Confronted to such a helpless, what are the answers and the prejudice? First: to go on. Just to find out. Hoping to understand better in the long run.

 

***

 

Answers and prejudice

 

François Bon, for example, replies with intervention, i.e. the workshop and the textual: charge (as one would say of cavalry) and loads in texts. He is involved. He commits himself. He welcomes, becomes associated and branches out.

I, personally believe in the search for a point of balance (soberness, self-effacement …) between the side of what is written and the media (act in such a way that the media were not to swallow the medium, since such is the risk here).

I throw written pages over on to the net-work (would it be like water into a pierced barrel or water on a glass slab, hoping flowers would grow all the same?). Now do I hatch a few hen's eggs among the ducks.

I throw printable writing (sometimes already printed). Internet serves as a relay, a mere means of transmission. I give it free. I have nothing to sell.

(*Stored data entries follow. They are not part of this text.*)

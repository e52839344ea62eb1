//! JSON-RPC and MCP protocol types
//!
//! Implements the JSON-RPC 2.0 message types used by the MCP protocol.

use serde::{Deserialize, Serialize};

/// MCP protocol revision this server speaks
pub const MCP_PROTOCOL_VERSION: &str = "2025-06-18";

/// JSON-RPC 2.0 request or notification
#[derive(Debug, Clone, Serialize, Deserialize)]
pub struct JsonRpcRequest {
    /// JSON-RPC version (always "2.0")
    pub jsonrpc: String,
    /// Request ID; null or absent for notifications
    #[serde(default)]
    pub id: serde_json::Value,
    /// Method name
    pub method: String,
    /// Method parameters (optional)
    #[serde(default)]
    pub params: serde_json::Value,
}

impl JsonRpcRequest {
    pub fn is_notification(&self) -> bool {
        self.id.is_null()
    }
}

/// JSON-RPC 2.0 response
#[derive(Debug, Serialize, Deserialize)]
pub struct JsonRpcResponse {
    /// JSON-RPC version (always "2.0")
    pub jsonrpc: String,
    /// Request ID that this response is for
    pub id: serde_json::Value,
    /// Result (mutually exclusive with error)
    #[serde(skip_serializing_if = "Option::is_none")]
    pub result: Option<serde_json::Value>,
    /// Error (mutually exclusive with result)
    #[serde(skip_serializing_if = "Option::is_none")]
    pub error: Option<JsonRpcError>,
}

impl JsonRpcResponse {
    /// Create a success response
    pub fn success(id: serde_json::Value, result: serde_json::Value) -> Self {
        Self {
            jsonrpc: "2.0".into(),
            id,
            result: Some(result),
            error: None,
        }
    }

    /// Create an error response
    pub fn error(id: serde_json::Value, error: JsonRpcError) -> Self {
        Self {
            jsonrpc: "2.0".into(),
            id,
            result: None,
            error: Some(error),
        }
    }
}

/// JSON-RPC 2.0 notification sent by the server
#[derive(Debug, Serialize, Deserialize)]
pub struct JsonRpcNotification {
    pub jsonrpc: String,
    pub method: String,
    pub params: serde_json::Value,
}

impl JsonRpcNotification {
    pub fn new(method: impl Into<String>, params: serde_json::Value) -> Self {
        Self {
            jsonrpc: "2.0".into(),
            method: method.into(),
            params,
        }
    }
}

/// JSON-RPC 2.0 error object
#[derive(Debug, Serialize, Deserialize)]
pub struct JsonRpcError {
    /// Error code
    pub code: i32,
    /// Error message
    pub message: String,
    /// Additional error data (optional)
    #[serde(skip_serializing_if = "Option::is_none")]
    pub data: Option<serde_json::Value>,
}

impl JsonRpcError {
    /// Create a new JSON-RPC error
    pub fn new(code: i32, message: impl Into<String>) -> Self {
        Self {
            code,
            message: message.into(),
            data: None,
        }
    }

    /// Create a new JSON-RPC error with additional data
    pub fn with_data(code: i32, message: impl Into<String>, data: serde_json::Value) -> Self {
        Self {
            code,
            message: message.into(),
            data: Some(data),
        }
    }

    // Standard JSON-RPC error codes
    /// Parse error: Invalid JSON was received
    pub const PARSE_ERROR: i32 = -32700;
    /// Invalid Request: The JSON sent is not a valid Request object
    pub const INVALID_REQUEST: i32 = -32600;
    /// Method not found: The method does not exist
    pub const METHOD_NOT_FOUND: i32 = -32601;
    /// Invalid params: Invalid method parameter(s)
    pub const INVALID_PARAMS: i32 = -32602;
    /// Internal error: Internal JSON-RPC error
    pub const INTERNAL_ERROR: i32 = -32603;
}

/// MCP Tool definition
#[derive(Debug, Clone, Serialize, Deserialize)]
pub struct Tool {
    /// Tool name (e.g., "run_script")
    pub name: String,
    /// Human-readable description
    pub description: String,
    /// JSON Schema for input parameters
    #[serde(rename = "inputSchema")]
    pub input_schema: serde_json::Value,
}

/// Parameters of `tools/call`
#[derive(Debug, Deserialize)]
pub struct ToolCallParams {
    pub name: String,
    #[serde(default)]
    pub arguments: Option<serde_json::Value>,
}

/// MCP Tool call result
#[derive(Debug, Serialize, Deserialize)]
pub struct ToolResult {
    /// Content blocks returned by the tool
    pub content: Vec<ToolContent>,
    /// Machine-readable companion to `content`
    #[serde(rename = "structuredContent", skip_serializing_if = "Option::is_none")]
    pub structured_content: Option<serde_json::Value>,
    /// Whether this result represents an error
    #[serde(rename = "isError", skip_serializing_if = "Option::is_none")]
    pub is_error: Option<bool>,
}

impl ToolResult {
    /// Create a text result
    pub fn text(text: impl Into<String>) -> Self {
        Self {
            content: vec![ToolContent::Text { text: text.into() }],
            structured_content: None,
            is_error: None,
        }
    }

    /// Create an error result
    pub fn error(message: impl Into<String>) -> Self {
        Self {
            content: vec![ToolContent::Text {
                text: message.into(),
            }],
            structured_content: None,
            is_error: Some(true),
        }
    }

    pub fn with_structured(mut self, value: serde_json::Value) -> Self {
        self.structured_content = Some(value);
        self
    }
}

/// MCP Tool content types
#[derive(Debug, Serialize, Deserialize)]
#[serde(tag = "type")]
pub enum ToolContent {
    /// Text content
    #[serde(rename = "text")]
    Text {
        /// The text content
        text: String,
    },
}

/// MCP Server capabilities
#[derive(Debug, Serialize, Deserialize)]
pub struct ServerCapabilities {
    /// Tool capabilities
    #[serde(skip_serializing_if = "Option::is_none")]
    pub tools: Option<ToolsCapability>,
    /// Present because executor events arrive as log messages
    #[serde(skip_serializing_if = "Option::is_none")]
    pub logging: Option<LoggingCapability>,
}

impl Default for ServerCapabilities {
    fn default() -> Self {
        Self {
            tools: Some(ToolsCapability {}),
            logging: Some(LoggingCapability {}),
        }
    }
}

/// Tool capability marker
#[derive(Debug, Serialize, Deserialize)]
pub struct ToolsCapability {}

/// Logging capability marker
#[derive(Debug, Serialize, Deserialize)]
pub struct LoggingCapability {}

/// MCP Server information
#[derive(Debug, Serialize, Deserialize)]
pub struct ServerInfo {
    /// Server name
    pub name: String,
    /// Server version
    pub version: String,
}

impl Default for ServerInfo {
    fn default() -> Self {
        Self {
            name: "hostbridge".into(),
            version: env!("CARGO_PKG_VERSION").into(),
        }
    }
}

/// Initialize response
#[derive(Debug, Serialize, Deserialize)]
pub struct InitializeResult {
    /// Protocol version
    #[serde(rename = "protocolVersion")]
    pub protocol_version: String,
    /// Server capabilities
    pub capabilities: ServerCapabilities,
    /// Server info
    #[serde(rename = "serverInfo")]
    pub server_info: ServerInfo,
}

impl Default for InitializeResult {
    fn default() -> Self {
        Self {
            protocol_version: MCP_PROTOCOL_VERSION.into(),
            capabilities: ServerCapabilities::default(),
            server_info: ServerInfo::default(),
        }
    }
}

/// Tools list response
#[derive(Debug, Serialize, Deserialize)]
pub struct ToolsListResult {
    /// Available tools
    pub tools: Vec<Tool>,
}

#[cfg(test)]
mod tests {
    use super::*;
    use serde_json::json;

    #[test]
    fn test_json_rpc_request_deserialize() {
        let json = r#"{
            "jsonrpc": "2.0",
            "id": 1,
            "method": "initialize",
            "params": {}
        }"#;

        let request: JsonRpcRequest = serde_json::from_str(json).unwrap();
        assert_eq!(request.jsonrpc, "2.0");
        assert_eq!(request.id, json!(1));
        assert!(!request.is_notification());
    }

    #[test]
    fn test_notification_without_id() {
        let json = r#"{"jsonrpc": "2.0", "method": "notifications/initialized"}"#;

        let request: JsonRpcRequest = serde_json::from_str(json).unwrap();
        assert!(request.is_notification());
        assert!(request.params.is_null());
    }

    #[test]
    fn test_json_rpc_response_error_omits_result() {
        let error = JsonRpcError::new(JsonRpcError::METHOD_NOT_FOUND, "Method not found");
        let value = serde_json::to_value(JsonRpcResponse::error(json!(1), error)).unwrap();

        assert_eq!(value["error"]["code"], -32601);
        assert!(value.get("result").is_none());
    }

    #[test]
    fn test_tool_result_serialization() {
        let value = serde_json::to_value(
            ToolResult::error("nope").with_structured(json!({"error": {"code": "x"}})),
        )
        .unwrap();

        assert_eq!(value["isError"], true);
        assert_eq!(value["content"][0]["type"], "text");
        assert_eq!(value["structuredContent"]["error"]["code"], "x");

        let value = serde_json::to_value(ToolResult::text("fine")).unwrap();
        assert!(value.get("isError").is_none());
        assert!(value.get("structuredContent").is_none());
    }

    #[test]
    fn test_initialize_result_serialization() {
        let json = serde_json::to_string(&InitializeResult::default()).unwrap();

        assert!(json.contains("protocolVersion"));
        assert!(json.contains(MCP_PROTOCOL_VERSION));
        assert!(json.contains("hostbridge"));
        assert!(json.contains("logging"));
    }

    #[test]
    fn test_tool_call_params() {
        let params: ToolCallParams =
            serde_json::from_value(json!({"name": "run_script"})).unwrap();
        assert_eq!(params.name, "run_script");
        assert!(params.arguments.is_none());
    }
}
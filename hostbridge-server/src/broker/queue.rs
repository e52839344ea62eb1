//! Per-executor request queue
//!
//! FIFO of tool calls waiting for the owning executor's next `/pull`. Each
//! queue has its own lock, so one client's long-poll never contends with
//! another client's traffic.

use std::collections::VecDeque;
use std::time::Duration;

use parking_lot::Mutex;
use tokio::sync::Notify;

use hostbridge_protocol::ToolCallRequest;

#[derive(Debug, Default)]
struct QueueState {
    items: VecDeque<ToolCallRequest>,
    /// Set once the owning client is superseded or expired
    closed: bool,
}

/// FIFO of undelivered requests for one executor
#[derive(Debug, Default)]
pub struct RequestQueue {
    state: Mutex<QueueState>,
    notify: Notify,
}

impl RequestQueue {
    pub fn new() -> Self {
        Self::default()
    }

    /// Append a request and wake a waiting pull
    ///
    /// Returns the new depth, or hands the request back if the queue is
    /// closed so the caller can route it elsewhere.
    pub fn enqueue(&self, request: ToolCallRequest) -> Result<usize, ToolCallRequest> {
        let depth = {
            let mut state = self.state.lock();
            if state.closed {
                return Err(request);
            }
            state.items.push_back(request);
            state.items.len()
        };
        self.notify.notify_one();
        Ok(depth)
    }

    /// Remove and return everything queued, in enqueue order
    pub fn drain_all(&self) -> Vec<ToolCallRequest> {
        let mut state = self.state.lock();
        state.items.drain(..).collect()
    }

    /// Close the queue and return whatever was still undelivered
    ///
    /// Later enqueues are refused; waiting pulls are woken.
    pub fn close(&self) -> Vec<ToolCallRequest> {
        let orphans = {
            let mut state = self.state.lock();
            state.closed = true;
            state.items.drain(..).collect()
        };
        self.notify.notify_waiters();
        orphans
    }

    /// Wait up to `max_wait` for an enqueue (or close) signal
    ///
    /// Returns `true` when signalled. Wakeups can be spurious, so callers
    /// re-check the queue either way.
    pub async fn wait(&self, max_wait: Duration) -> bool {
        tokio::time::timeout(max_wait, self.notify.notified())
            .await
            .is_ok()
    }

    pub fn len(&self) -> usize {
        self.state.lock().items.len()
    }
}

#[cfg(test)]
mod tests {
    use super::*;
    use serde_json::json;
    use std::sync::Arc;

    fn request(tool: &str) -> ToolCallRequest {
        ToolCallRequest::new(tool, json!({}))
    }

    #[test]
    fn test_fifo_order() {
        let queue = RequestQueue::new();
        let a = request("a");
        let b = request("b");
        let c = request("c");
        queue.enqueue(a.clone()).unwrap();
        queue.enqueue(b.clone()).unwrap();
        assert_eq!(queue.enqueue(c.clone()).unwrap(), 3);

        assert_eq!(queue.drain_all(), vec![a, b, c]);
    }

    #[test]
    fn test_drain_is_exhaustive() {
        let queue = RequestQueue::new();
        queue.enqueue(request("a")).unwrap();
        queue.enqueue(request("b")).unwrap();

        assert_eq!(queue.drain_all().len(), 2);
        assert!(queue.drain_all().is_empty());
        assert_eq!(queue.len(), 0);
    }

    #[test]
    fn test_close_returns_orphans_and_refuses_enqueue() {
        let queue = RequestQueue::new();
        let a = request("a");
        queue.enqueue(a.clone()).unwrap();

        let orphans = queue.close();
        assert_eq!(orphans, vec![a]);

        let rejected = queue.enqueue(request("late")).unwrap_err();
        assert_eq!(rejected.tool_name, "late");
        assert_eq!(queue.len(), 0);
    }

    #[tokio::test(start_paused = true)]
    async fn test_wait_times_out_when_idle() {
        let queue = RequestQueue::new();
        assert!(!queue.wait(Duration::from_secs(5)).await);
    }

    #[tokio::test]
    async fn test_enqueue_before_wait_is_not_lost() {
        let queue = RequestQueue::new();
        queue.enqueue(request("a")).unwrap();
        // The stored permit completes the wait immediately
        assert!(queue.wait(Duration::from_secs(5)).await);
    }

    #[tokio::test]
    async fn test_enqueue_wakes_waiter() {
        let queue = Arc::new(RequestQueue::new());
        let waiter = {
            let queue = Arc::clone(&queue);
            tokio::spawn(async move { queue.wait(Duration::from_secs(30)).await })
        };
        tokio::task::yield_now().await;

        queue.enqueue(request("a")).unwrap();
        assert!(waiter.await.unwrap());
    }

    #[test]
    fn test_concurrent_drains_never_duplicate() {
        let queue = Arc::new(RequestQueue::new());
        for i in 0..1000 {
            queue.enqueue(request(&format!("t{i}"))).unwrap();
        }

        let handles: Vec<_> = (0..4)
            .map(|_| {
                let queue = Arc::clone(&queue);
                std::thread::spawn(move || {
                    let mut seen = Vec::new();
                    loop {
                        let batch = queue.drain_all();
                        if batch.is_empty() {
                            break;
                        }
                        seen.extend(batch.into_iter().map(|r| r.request_id));
                    }
                    seen
                })
            })
            .collect();

        let mut all: Vec<_> = handles
            .into_iter()
            .flat_map(|h| h.join().unwrap())
            .collect();
        assert_eq!(all.len(), 1000);
        all.sort();
        all.dedup();
        assert_eq!(all.len(), 1000);
    }
}
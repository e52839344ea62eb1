//! hostbridge-utils: Common utilities shared across hostbridge crates
//!
//! This crate provides:
//! - Unified error types ([`HostBridgeError`], [`Result`])
//! - Logging infrastructure ([`init_logging_with_config`], [`LogConfig`])
//! - XDG-compliant path utilities ([`paths`] module)

pub mod error;
pub mod logging;
pub mod paths;

// Re-export main types at crate root for convenience
pub use error::{HostBridgeError, Result};
pub use logging::{init_logging_with_config, LogConfig, LogOutput};

// Re-export commonly used path functions
pub use paths::{config_dir, config_file, ensure_dir, log_dir, state_dir};
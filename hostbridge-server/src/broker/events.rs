//! Executor event fan-out
//!
//! Events pushed by executors are kept in a bounded ring for later queries and
//! broadcast to live subscribers (the stdio front forwards them as
//! notifications).

use std::collections::VecDeque;

use chrono::{DateTime, Utc};
use parking_lot::Mutex;
use serde::Serialize;
use serde_json::Value;
use tokio::sync::broadcast;
use tracing::trace;

use hostbridge_protocol::{BridgeEvent, ClientId};

/// Capacity of the live broadcast channel; slow subscribers see `Lagged`
const BROADCAST_CAPACITY: usize = 256;

/// An event as recorded by the broker
#[derive(Debug, Clone, PartialEq, Serialize)]
pub struct ExecutorEvent {
    /// Monotonic sequence number, starting at 1
    pub seq: u64,
    pub event_type: String,
    pub origin_client_id: ClientId,
    pub data: Value,
    pub received_at: DateTime<Utc>,
}

/// Buffered events in `seq` order and the next number to hand out
#[derive(Debug)]
struct Ring {
    events: VecDeque<ExecutorEvent>,
    next_seq: u64,
}

/// Bounded event history plus live fan-out
#[derive(Debug)]
pub struct EventHub {
    sender: broadcast::Sender<ExecutorEvent>,
    ring: Mutex<Ring>,
    capacity: usize,
}

impl EventHub {
    pub fn new(capacity: usize) -> Self {
        let (sender, _) = broadcast::channel(BROADCAST_CAPACITY);
        Self {
            sender,
            ring: Mutex::new(Ring {
                events: VecDeque::with_capacity(capacity.min(1024)),
                next_seq: 1,
            }),
            capacity,
        }
    }

    /// Record an event and notify subscribers; returns its sequence number
    ///
    /// Numbering, buffering and broadcast happen under one lock, so both the
    /// ring and every subscriber see events in `seq` order.
    pub fn publish(&self, origin: ClientId, event: BridgeEvent) -> u64 {
        let mut ring = self.ring.lock();
        let seq = ring.next_seq;
        ring.next_seq += 1;
        let event = ExecutorEvent {
            seq,
            event_type: event.event_type,
            origin_client_id: origin,
            data: event.data,
            received_at: Utc::now(),
        };

        if self.capacity > 0 {
            if ring.events.len() == self.capacity {
                ring.events.pop_front();
            }
            ring.events.push_back(event.clone());
        }

        // No subscribers is fine
        let receivers = self.sender.send(event).unwrap_or(0);
        drop(ring);
        trace!(seq, receivers, "Event published");
        seq
    }

    pub fn subscribe(&self) -> broadcast::Receiver<ExecutorEvent> {
        self.sender.subscribe()
    }

    /// Buffered events with `seq > since`, oldest first, at most `limit`
    ///
    /// When more than `limit` match, the newest `limit` are returned.
    pub fn recent(&self, since: u64, limit: usize) -> Vec<ExecutorEvent> {
        let ring = self.ring.lock();
        let matching: Vec<&ExecutorEvent> = ring.events.iter().filter(|e| e.seq > since).collect();
        let skip = matching.len().saturating_sub(limit);
        matching.into_iter().skip(skip).cloned().collect()
    }

    /// Number of buffered events
    pub fn len(&self) -> usize {
        self.ring.lock().events.len()
    }
}
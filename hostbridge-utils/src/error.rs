//! Error types for hostbridge
//!
//! Process-level failures: IO, configuration, listener setup, logging init.
//! Broker and protocol errors live next to the code that raises them.

use std::path::PathBuf;

/// Main error type for hostbridge operations
#[derive(Debug, thiserror::Error)]
pub enum HostBridgeError {
    // === IO Errors ===

    #[error("IO error: {0}")]
    Io(#[from] std::io::Error),

    #[error("Failed to read file {path}: {source}")]
    FileRead {
        path: PathBuf,
        source: std::io::Error,
    },

    #[error("Failed to write file {path}: {source}")]
    FileWrite {
        path: PathBuf,
        source: std::io::Error,
    },

    // === Network Errors ===

    #[error("Failed to bind {addr}: {source}")]
    Bind {
        addr: String,
        source: std::io::Error,
    },

    // === Configuration Errors ===

    #[error("Configuration error: {0}")]
    Config(String),

    #[error("Invalid configuration at {path}: {message}")]
    ConfigInvalid { path: PathBuf, message: String },

    #[error("Configuration file not found: {0}")]
    ConfigNotFound(PathBuf),

    // === Internal Errors ===

    #[error("Internal error: {0}")]
    Internal(String),
}

impl HostBridgeError {
    /// Create a config error
    pub fn config(msg: impl Into<String>) -> Self {
        Self::Config(msg.into())
    }

    /// Create an internal error
    pub fn internal(msg: impl Into<String>) -> Self {
        Self::Internal(msg.into())
    }
}

/// Result type alias using HostBridgeError
pub type Result<T> = std::result::Result<T, HostBridgeError>;

#[cfg(test)]
mod tests {
    use super::*;

    // ==================== Display Tests ====================

    #[test]
    fn test_error_display_io() {
        let io_err = std::io::Error::new(std::io::ErrorKind::NotFound, "file not found");
        let err = HostBridgeError::Io(io_err);
        assert!(err.to_string().contains("IO error"));
    }

    #[test]
    fn test_error_display_file_read() {
        let io_err = std::io::Error::new(std::io::ErrorKind::PermissionDenied, "permission denied");
        let err = HostBridgeError::FileRead {
            path: PathBuf::from("/etc/hostbridge.toml"),
            source: io_err,
        };
        let msg = err.to_string();
        assert!(msg.contains("Failed to read file"));
        assert!(msg.contains("/etc/hostbridge.toml"));
    }

    #[test]
    fn test_error_display_bind() {
        let io_err = std::io::Error::new(std::io::ErrorKind::AddrInUse, "address in use");
        let err = HostBridgeError::Bind {
            addr: "127.0.0.1:3333".into(),
            source: io_err,
        };
        assert!(err.to_string().contains("127.0.0.1:3333"));
    }

    #[test]
    fn test_error_display_config() {
        let err = HostBridgeError::config("port must be non-zero");
        assert_eq!(err.to_string(), "Configuration error: port must be non-zero");
    }

    #[test]
    fn test_error_display_config_invalid() {
        let err = HostBridgeError::ConfigInvalid {
            path: PathBuf::from("/home/user/.config/hostbridge/config.toml"),
            message: "syntax error".into(),
        };
        let msg = err.to_string();
        assert!(msg.contains("Invalid configuration"));
        assert!(msg.contains("config.toml"));
        assert!(msg.contains("syntax error"));
    }

    #[test]
    fn test_error_display_config_not_found() {
        let err = HostBridgeError::ConfigNotFound(PathBuf::from("/missing/config.toml"));
        assert!(err.to_string().contains("/missing/config.toml"));
    }

    #[test]
    fn test_error_display_internal() {
        let err = HostBridgeError::internal("unexpected state");
        assert_eq!(err.to_string(), "Internal error: unexpected state");
    }

    // ==================== Conversion Tests ====================

    #[test]
    fn test_from_io_error() {
        let io_err = std::io::Error::new(std::io::ErrorKind::BrokenPipe, "pipe");
        let err: HostBridgeError = io_err.into();
        assert!(matches!(err, HostBridgeError::Io(_)));
    }
}
//! Background expiry sweep
//!
//! Periodically expires idle executors and overdue calls. The first sweep
//! runs one interval after start.

use std::time::Duration;

use tokio::sync::broadcast;
use tokio::task::JoinHandle;
use tracing::{debug, info};

use super::Broker;

/// Spawn the sweep loop; it exits when `shutdown_rx` fires or closes
pub fn spawn_sweeper(
    broker: Broker,
    interval: Duration,
    mut shutdown_rx: broadcast::Receiver<()>,
) -> JoinHandle<()> {
    tokio::spawn(async move {
        info!(interval_secs = interval.as_secs(), "Sweeper started");
        loop {
            tokio::select! {
                _ = tokio::time::sleep(interval) => {
                    let report = broker.sweep();
                    if !report.is_empty() {
                        debug!(
                            expired_clients = report.expired_clients,
                            requeued = report.requeued,
                            failed = report.failed,
                            expired_calls = report.expired_calls,
                            "Sweep finished"
                        );
                    }
                }
                _ = shutdown_rx.recv() => {
                    info!("Sweeper shutting down");
                    break;
                }
            }
        }
    })
}

#[cfg(test)]
mod tests {
    use super::*;
    use crate::config::AppConfig;

    #[tokio::test(start_paused = true)]
    async fn test_sweeper_expires_idle_client() {
        let broker = Broker::from_config(&AppConfig::default());
        let registered = broker.register("1.0");

        let (shutdown_tx, shutdown_rx) = broadcast::channel(1);
        let handle = spawn_sweeper(broker.clone(), Duration::from_secs(5), shutdown_rx);

        tokio::time::sleep(Duration::from_secs(70)).await;
        assert!(broker.status().clients.is_empty());
        assert!(broker.push(registered.client_id, Default::default()).is_err());

        shutdown_tx.send(()).unwrap();
        handle.await.unwrap();
    }

    #[tokio::test(start_paused = true)]
    async fn test_sweeper_stops_on_shutdown() {
        let broker = Broker::from_config(&AppConfig::default());
        let (shutdown_tx, shutdown_rx) = broadcast::channel(1);
        let handle = spawn_sweeper(broker, Duration::from_secs(5), shutdown_rx);

        drop(shutdown_tx);
        handle.await.unwrap();
    }
}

In fact, I, most of the time give a few things to be read (mostly already published elsewhere on paper), books out of print, articles (which, in some way or other already have a literary existence). The prejudice is of course never to substitute Internet to the book but rather to enable the latter to give access to the former: e.g. also showing note books, drafts, sketches, introductory states of the text (which normally the reader never comes across) or, conversely, by multiplying the critical contributions on other people's books and works. A desire to strengthen the "book" or, rather, to replace it at the centre of the written work by giving it back this very setting which the critical and editorial background of today does neglect … But here again there may surge a risk: i.e. that that very background may stifle or substitute itself to the reading of the texts.

In short, and in order to conclude: one is not supposed to lead literature to its doom, but rather to become part and parcel of its confusion with the hope of helping it to become more clear. To wonder both where it rests and where it might lose itself. Nay, wherefrom does it flee.